One of them, his face twisted with pain, tried to talk to him, words that were so low Gaby couldn’t hear them.
Adonis looked around, scanning the hangar. It focused a moment on the talk-box, looking straight at Gaby, then turned away. It spotted what it wanted on the wall near the rotorkite and headed that way.
A switch on the wall. Adonis threw it, and in the top of the picture frame Gaby saw the hangar roof shudder as the overhead door began to lift.
Uncoiling ropes snaked down in to the hangar, and dark-armored men rappelled down beside the rotorkite.
Gaby grimaced. If men just came physically through the roof hatch, the conjurer’s circles would do no good.
She went looking for Doc.
The voice buzzed through the speaker in Duncan’s ear. “Sir? This is Greencoat.” The man sounded uncertain; he’d been uncomfortable with the new grimworld equipment.
“I’m here.”
“The missile team isn’t answering because they’re all sick. But Adonis did find the switch. We are in and we have the hangar.”
“Sick. Some trick of Doc’s.” Duncan hissed his frustration. “Very well. The laboratory team has stopped answering.

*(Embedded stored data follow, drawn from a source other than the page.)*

//! Packing of bit sequences into bytes and back.
//!
//! Bits are packed least significant bit first: bit `i` of a sequence is stored with the value
//! `1 << (i % 8)` in byte `i / 8`. The final byte is filled up with zero bits and the number of
//! those padding bits is reported alongside the bytes.
use crate::alloc::vec::Vec;
use crate::table::Code;
use crate::{FanoError, MAX_PADDING};

/// Pack `bits` into bytes.
///
/// Returns the bytes and the number of padding bits in the last byte.
pub fn pack(bits: impl IntoIterator<Item = bool>) -> (Vec<u8>, u8) {
    let mut out = Vec::new();
    let mut buffer = LsbBuffer::new();
    for bit in bits {
        buffer.buffer_bit(bit, &mut out);
    }
    let padding = buffer.finish(&mut out);
    (out, padding)
}

/// Accumulates bits and moves them into an output vector byte by byte.
pub(crate) struct LsbBuffer {
    /// The buffer bits.
    buffer: u64,
    /// The number of valid buffer bits.
    bits_in_buffer: u8,
}

impl LsbBuffer {
    pub(crate) fn new() -> Self {
        LsbBuffer {
            buffer: 0,
            bits_in_buffer: 0,
        }
    }

    /// Insert a single bit into the buffer.
    pub(crate) fn buffer_bit(&mut self, bit: bool, out: &mut Vec<u8>) {
        self.buffer |= u64::from(bit) << self.bits_in_buffer;
        self.bits_in_buffer += 1;
        self.push_out(out);
    }

    /// Insert all bits of a code into the buffer.
    pub(crate) fn buffer_code(&mut self, code: &Code, out: &mut Vec<u8>) {
        for bit in code.iter() {
            self.buffer_bit(bit, out);
        }
    }

    /// Push bytes if the buffer space is getting small.
    fn push_out(&mut self, out: &mut Vec<u8>) {
        if self.bits_in_buffer < 56 {
            return;
        }

        self.flush_out(out)
    }

    /// Flush all full bytes.
    fn flush_out(&mut self, out: &mut Vec<u8>) {
        while self.bits_in_buffer >= 8 {
            out.push((self.buffer & 0x0000_0000_0000_00ff) as u8);
            self.buffer >>= 8;
            self.bits_in_buffer -= 8;
        }
    }

    /// Pad the buffer to a full byte, returning the number of bits added.
    fn buffer_pad(&mut self) -> u8 {
        let to_byte = self.bits_in_buffer.wrapping_neg() & 0x7;
        self.bits_in_buffer += to_byte;
        to_byte
    }

    /// Pad and flush everything, returning the number of padding bits.
    pub(crate) fn finish(mut self, out: &mut Vec<u8>) -> u8 {
        let padding = self.buffer_pad();
        self.flush_out(out);
        padding
    }
}

/// A read-only view of the logical bits in packed bytes.
#[derive(Clone, Copy, Debug)]
pub struct Bits<'a> {
    bytes: &'a [u8],
    len: usize,
}

impl<'a> Bits<'a> {
    /// View `bytes` as a bit sequence without its last `padding` bits.
    pub fn unpack(bytes: &'a [u8], padding: u8) -> Result<Self, FanoError> {
        let available = bytes.len() * 8;
        if padding > MAX_PADDING || usize::from(padding) > available {
            return Err(FanoError::InvalidPadding { padding, available });
        }

        Ok(Bits {
            bytes,
            len: available - usize::from(padding),
        })
    }

    /// The number of logical bits.
    pub fn len(&self) -> usize {
        self.len
    }

    pub fn is_empty(&self) -> bool {
        self.len == 0
    }

    pub fn get(&self, idx: usize) -> Option<bool> {
        if idx < self.len {
            Some(self.bit(idx))
        } else {
            None
        }
    }

    fn bit(&self, idx: usize) -> bool {
        self.bytes[idx / 8] & (1 << (idx % 8)) != 0
    }

    /// Whether the bits starting at `pos` begin with `code`.
    pub fn matches_at(&self, pos: usize, code: &Code) -> bool {
        pos + code.len() <= self.len
            && code
                .iter()
                .enumerate()
                .all(|(offset, bit)| self.bit(pos + offset) == bit)
    }

    pub fn iter(&self) -> impl Iterator<Item = bool> + 'a {
        let bits = *self;
        (0..bits.len).map(move |idx| bits.bit(idx))
    }

    pub fn to_vec(&self) -> Vec<bool> {
        self.iter().collect()
    }
}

We have to assume they’ve been beaten. Don’t send any men down the building exterior; we need to concentrate our forces. Send the entire force in through the hangar and kill everyone.”
“Yes, sir.”
Duncan leaned back, irritably drumming his fingers on the arms of his chair. The signal still showed a large number of grimworlders alive on one of Doc’s floors. Whoever these men were, they had managed to break the first wave of Duncan’s attack.

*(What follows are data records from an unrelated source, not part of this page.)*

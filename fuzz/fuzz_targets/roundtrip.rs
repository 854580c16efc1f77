#![no_main]
use libfuzzer_sys::fuzz_target;
use fano::{CodeTable, encode, decode};

fuzz_target!(|data: &[u8]| {
    let table = match CodeTable::from_data(data) {
        Ok(table) => table,
        Err(_) => return,
    };
    let packed = encode::Encoder::new(&table).encode(data).unwrap();

    let result = decode::Decoder::with_tree_walk(&table).decode(&packed);
    assert!(result.is_ok(), "{:?}", result);
    assert_eq!(result.unwrap(), data);
});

But only the first. He had more in store for them. The thought made him smile.
Gaby first tried the topmost viewer in the west stairwell, only a floor or two below the hangar—and there Doc was, Ixyail beside him, racing up the stairs, in sight only for a moment.
That was only a viewer; Gaby couldn’t talk through it, couldn’t warn him.
Wait. Maybe she could.
She lashed out at the viewer in anger.
Alastair flinched as the viewer above his head burst and rained sparks down on him. “Gods!”
Above, at the landing, Doc skidded to a stop and looked back. Ixyail and Noriko barely slowed in time to keep from running into him. Doc said, “I wonder what it did to make her mad at it.”
But with the four of them stopped, their clattering footsteps no longer obscured the noises from above—cries of orders over the cries of pain and sound of men being sick.
There were men up there, and they were active, not brought low by Doc’s conjurer’s circles.
Gaby reopened the eye into the laboratory. Athelstane’s men were shackling captured gunmen; most of the attackers, though badly hurt, appeared to have survived, saved by their grimworld armor. Harris was in view, talking rapidly with Athelstane. Gaby heaved a sigh of relief. “Athelstane.”
The lieutenant and Harris turned to look at her.
“There’s a problem in the hangar. Doc’s going there. I think you and your men should join him.”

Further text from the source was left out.